Poveracci stranieri che grazie alle Ong vengono a rubare il lavoro agli italiani: «Ho dedicato uno studio alla dimostrazione del fatto che italiani e migranti non competono negli stessi settori nella ricerca del lavoro», dice Jonathan Nanì La Terra. Ha 39 anni, è antropologo specializzato in migrazioni transnazionali e piccolo imprenditore del turismo a Marina di Ragusa. È il solo a bordo ad aver fatto tutte le missioni di Life Support. È il Sar team leader, gestisce le operazioni dei due “rhib” (gli scafi con cui vengono avvicinate le barche in difficoltà): «Non esiste un corso che insegni a salvare decine di persone da un barchino che sta per affondare. Abbiamo studiato dalle altre Ong, perfezionato. Ci esercitiamo perché ogni scenario sia gestibile».
«“quasi” non è abbastanza»
A bordo c’è anche uno staff sanitario. Oggi è composto da una medica e due infermiere, tutte provenienti da Programma Italia di Emergency, rete di ambulatori di prossimità per orientamento socio-sanitario agli stranieri e servizi infermieristici agli italiani indigenti.

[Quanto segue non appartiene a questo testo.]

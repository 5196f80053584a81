use axum::{Json, extract::State};

use iou_api::{Item, ListItemsResponse, db};

use crate::error::ApiErr;
use crate::storage::{self, Db};

/// GET /api/items — the catalogue of things that can be owed.
pub async fn list_items(State(db): State<Db>) -> Result<Json<ListItemsResponse>, ApiErr> {
    let conn = db.conn();
    let items = storage::query_all(&conn, db::items::list(), |row| {
        Ok(Item {
            id: row.get(0)?,
            name: row.get(1)?,
        })
    })
    .map_err(ApiErr::from_db("list items"))?;
    Ok(Json(ListItemsResponse { items }))
}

La dottoressa è Virginia Gatto. Ha 36 anni, master in medicina d’urgenza, compagno infermiere in Emergency, folgorata giovanissima da Gino Strada: «A 15 anni comprai la Smemoranda e lessi un suo scritto sulla difesa della salute. Ho iniziato a fare la volontaria dopo la maturità, ora lavoro con loro». Nella clinica di bordo, con lei c’è Sara Chessa, 39 anni, un figlio, coordinatrice dell’ambulatorio di Sassari, alla sua quinta missione in mare. È lei che sale sul “rhib” durante il salvataggio: «Ora so che so gestire lo stress». Sembra farle eco l’altra infermiera, Serena Buzzetti, esperienze in Africa e Kurdistan iracheno: «Qui impari ad accettare di non avere tutto sotto controllo a priori, perché in mare non sai mai cosa troverai».
A supportare lo staff sanitario ci sono i due mediatori culturali che parlano arabo, inglese e francese: Chiara Picciocchi, 30 anni, che lavora per Emergency a Ponticelli, periferia di Napoli, e ha già avuto esperienze in Tunisia, Turchia, Inghilterra; Tareq Aljaber, nato 36 anni fa a Damasco, insegnante di inglese e poeta. Puntella le giornate di riflessioni e massime. Quando gli si fa notare che quello che qui si fa è quasi un miracolo, risponde che almost is not enough, quasi non è abbastanza.